This is like watching a thermometer over several days to see if the temperature is getting hotter or colder. But instead of temperature, we're watching crash
patterns in each hexagon over time.

For each hexagon, we ask: "Is this area getting more dangerous or safer over time?"

Types of trends we can detect:
- **Increasing**: Crashes going up over time (3 → 7 → 12) - CONCERNING!
- **Decreasing**: Crashes going down over time (12 → 7 → 3) - GOOD NEWS!
- **Stable**: Crashes staying about the same (5 → 6 → 5) - No change
- **Random**: No clear pattern (3 → 8 → 4 → 9) - Just normal variation

The Mann-Kendall Test:
We use a statistical test called Mann-Kendall to determine if a trend is "real" or just random variation. Think of it like this:
- If you flip a coin 3 times and get heads, that's probably random
- If you flip 100 times and get 80 heads, that's probably a biased coin
- This test tells us when a trend is statistically significant

- **Early Warning**: Spot areas getting worse before they become major problems
- **Success Measurement**: See if your safety interventions are working
- **Resource Planning**: Focus on areas with worsening trends, reduce focus on areas that are improving

Most areas will show "no significant trend" (stable). But you'll find some areas with clear upward or downward trends - these are your action priorities.

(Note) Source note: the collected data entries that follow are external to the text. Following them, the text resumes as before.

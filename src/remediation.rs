// Copyright (c) 2025-2026 Adrian Robinson. Licensed under the AGPL-3.0.
// See LICENSE file in the project root for full license text.

//! Remediation dispatch.
//!
//! Maps a status snapshot to at most one corrective action and runs it.
//!
//! | Priority | Condition | Action | Statements |
//! |----------|-----------|--------|------------|
//! | 1 | exec pos > read pos > … (exec > 0) | `reset_position` | `CHANGE MASTER TO master_log_pos=N` |
//! | 2 | errno 1062 (duplicate key) | `skip` | `sql_slave_skip_counter = 1` |
//! | 3 | errno 1942 (parallel apply exhausted) | `optimize` | parallel apply tunables, optimistic mode |
//! | 4 | anything else | `none` | - |
//!
//! Every batch is wrapped in `STOP SLAVE` / `START SLAVE` and sent as one
//! multi-statement round trip. Administrative statements are not
//! transactional: if a statement fails, the ones before it stay applied and
//! the rest are not run.

use crate::config::GlobalConfig;
use crate::error::Result;
use crate::replica::ReplicaConnection;
use crate::status::SlaveStatus;
use std::fmt;

/// Duplicate-key error on the SQL thread.
pub const ERRNO_DUPLICATE_KEY: u32 = 1062;

/// Parallel apply queue exhausted on the SQL thread.
pub const ERRNO_PARALLEL_APPLY_EXHAUSTED: u32 = 1942;

/// The corrective action chosen for one poll.
#[derive(Debug, Clone, Copy, PartialEq, Eq, Hash)]
pub enum Action {
    None,
    /// Skip the one offending transaction.
    Skip,
    /// Retune parallel apply and switch to optimistic mode.
    Optimize,
    /// Point the SQL thread back at the configured log position.
    ResetPosition,
}

impl Action {
    /// Pick the action for a status snapshot. Position mismatch wins over
    /// any errno.
    pub fn classify(status: &SlaveStatus) -> Self {
        if status.has_position_mismatch() {
            return Action::ResetPosition;
        }
        match status.errno {
            ERRNO_DUPLICATE_KEY => Action::Skip,
            ERRNO_PARALLEL_APPLY_EXHAUSTED => Action::Optimize,
            _ => Action::None,
        }
    }

    /// Label used in `action=` log fields and metrics.
    pub fn as_str(&self) -> &'static str {
        match self {
            Action::None => "none",
            Action::Skip => "skip",
            Action::Optimize => "optimize",
            Action::ResetPosition => "reset_position",
        }
    }

    /// Whether this action runs statements against the replica.
    pub fn is_remediation(&self) -> bool {
        !matches!(self, Action::None)
    }

    /// Statement batch for this action, or `None` for [`Action::None`].
    pub fn statements(&self, config: &GlobalConfig) -> Option<String> {
        match self {
            Action::None => None,
            Action::Skip => {
                Some("STOP SLAVE; SET global sql_slave_skip_counter = 1; START SLAVE".to_string())
            }
            Action::Optimize => Some(format!(
                "STOP SLAVE; SET GLOBAL slave_parallel_max_queued = {}; SET GLOBAL slave_parallel_threads = {}; SET GLOBAL slave_domain_parallel_threads = {}; SET GLOBAL slave_parallel_mode = 'optimistic'; START SLAVE;",
                config.slave_parallel_max_queued,
                config.slave_parallel_threads,
                config.slave_domain_parallel_threads
            )),
            Action::ResetPosition => Some(format!(
                "STOP SLAVE; CHANGE MASTER TO master_log_pos={}; START SLAVE",
                config.master_log_pos
            )),
        }
    }
}

impl fmt::Display for Action {
    fn fmt(&self, f: &mut fmt::Formatter<'_>) -> fmt::Result {
        f.write_str(self.as_str())
    }
}

/// Run the statements for `action` against the replica.
///
/// [`Action::None`] is a no-op.
pub async fn dispatch<C: ReplicaConnection + ?Sized>(
    conn: &C,
    action: Action,
    config: &GlobalConfig,
) -> Result<()> {
    match action.statements(config) {
        Some(batch) => conn.execute_batch(batch).await,
        None => Ok(()),
    }
}

#[cfg(test)]
mod tests {
    use super::*;

    fn status(errno: u32, read: i64, exec: i64) -> SlaveStatus {
        SlaveStatus {
            errno,
            read_master_log_pos: read,
            exec_master_log_pos: exec,
            seconds_behind_master: 0,
        }
    }

    #[test]
    fn test_classify_by_errno() {
        assert_eq!(Action::classify(&status(0, 100, 100)), Action::None);
        assert_eq!(Action::classify(&status(1062, 100, 100)), Action::Skip);
        assert_eq!(Action::classify(&status(1942, 100, 100)), Action::Optimize);
        assert_eq!(Action::classify(&status(1146, 100, 100)), Action::None);
    }

    #[test]
    fn test_position_mismatch_outranks_errno() {
        assert_eq!(Action::classify(&status(1062, 100, 500)), Action::ResetPosition);
        assert_eq!(Action::classify(&status(1942, 100, 500)), Action::ResetPosition);
        assert_eq!(Action::classify(&status(0, 100, 500)), Action::ResetPosition);
    }

    #[test]
    fn test_exec_ahead_of_unset_read_is_mismatch() {
        assert_eq!(Action::classify(&status(0, 0, 10)), Action::ResetPosition);
        assert_eq!(Action::classify(&status(0, 0, 0)), Action::None);
    }

    #[test]
    fn test_labels() {
        assert_eq!(Action::None.to_string(), "none");
        assert_eq!(Action::Skip.to_string(), "skip");
        assert_eq!(Action::Optimize.to_string(), "optimize");
        assert_eq!(Action::ResetPosition.to_string(), "reset_position");
        assert!(!Action::None.is_remediation());
        assert!(Action::Skip.is_remediation());
    }

    #[test]
    fn test_reset_statements_use_configured_position() {
        let config = GlobalConfig {
            master_log_pos: 1_234,
            ..Default::default()
        };
        assert_eq!(
            Action::ResetPosition.statements(&config).unwrap(),
            "STOP SLAVE; CHANGE MASTER TO master_log_pos=1234; START SLAVE"
        );
    }

    #[test]
    fn test_skip_statements() {
        assert_eq!(
            Action::Skip.statements(&GlobalConfig::default()).unwrap(),
            "STOP SLAVE; SET global sql_slave_skip_counter = 1; START SLAVE"
        );
    }

    #[test]
    fn test_optimize_statements_use_config() {
        let batch = Action::Optimize.statements(&GlobalConfig::default()).unwrap();
        assert!(batch.starts_with("STOP SLAVE;"));
        assert!(batch.contains("SET GLOBAL slave_parallel_max_queued = 262144;"));
        assert!(batch.contains("SET GLOBAL slave_parallel_threads = 3;"));
        assert!(batch.contains("SET GLOBAL slave_domain_parallel_threads = 2;"));
        assert!(batch.contains("SET GLOBAL slave_parallel_mode = 'optimistic';"));
        assert!(batch.ends_with("START SLAVE;"));
    }

    #[test]
    fn test_none_has_no_statements() {
        assert_eq!(Action::None.statements(&GlobalConfig::default()), None);
    }
}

### **Step 10: Generating Actionable Alarms**

In [16]:
alarms = []
current_time_bin = time_bins[-1] if time_bins.size > 0 else None

# Get latest data for alarm generation
latest_data = hotspot_df[hotspot_df['time_bin'] == current_time_bin] if current_time_bin else pd.DataFrame()

print(f"Analyzing {len(latest_data)} locations in current time period: {current_time_bin}")

for _, row in latest_data.iterrows():
    cell_id = row['h3_cell']

    # Check if this location has trend data
    cell_trend = trend_df[trend_df['h3_cell'] == cell_id]

    alarm_type = None
    action = None
    priority = 'Medium'

    # Determine alarm type based on current hotspot status and trend
    if row['hotspot_type'] == 'Hot Spot':
        if not cell_trend.empty and cell_trend.iloc[0]['trend_direction'] == 'Increasing':
            alarm_type = 'Intensifying Hotspot'
            action = 'Deploy additional safety patrols and consider traffic interventions'
            priority = 'High'
        else:
            alarm_type = 'New Hotspot'
            action = 'Investigate recent spike in crashes and identify contributing factors'
            priority = 'High'

    # Check for persistent hotspots (hot in multiple time periods)
    cell_history = hotspot_df[hotspot_df['h3_cell'] == cell_id]
    hot_periods = len(cell_history[cell_history['hotspot_type'] == 'Hot Spot'])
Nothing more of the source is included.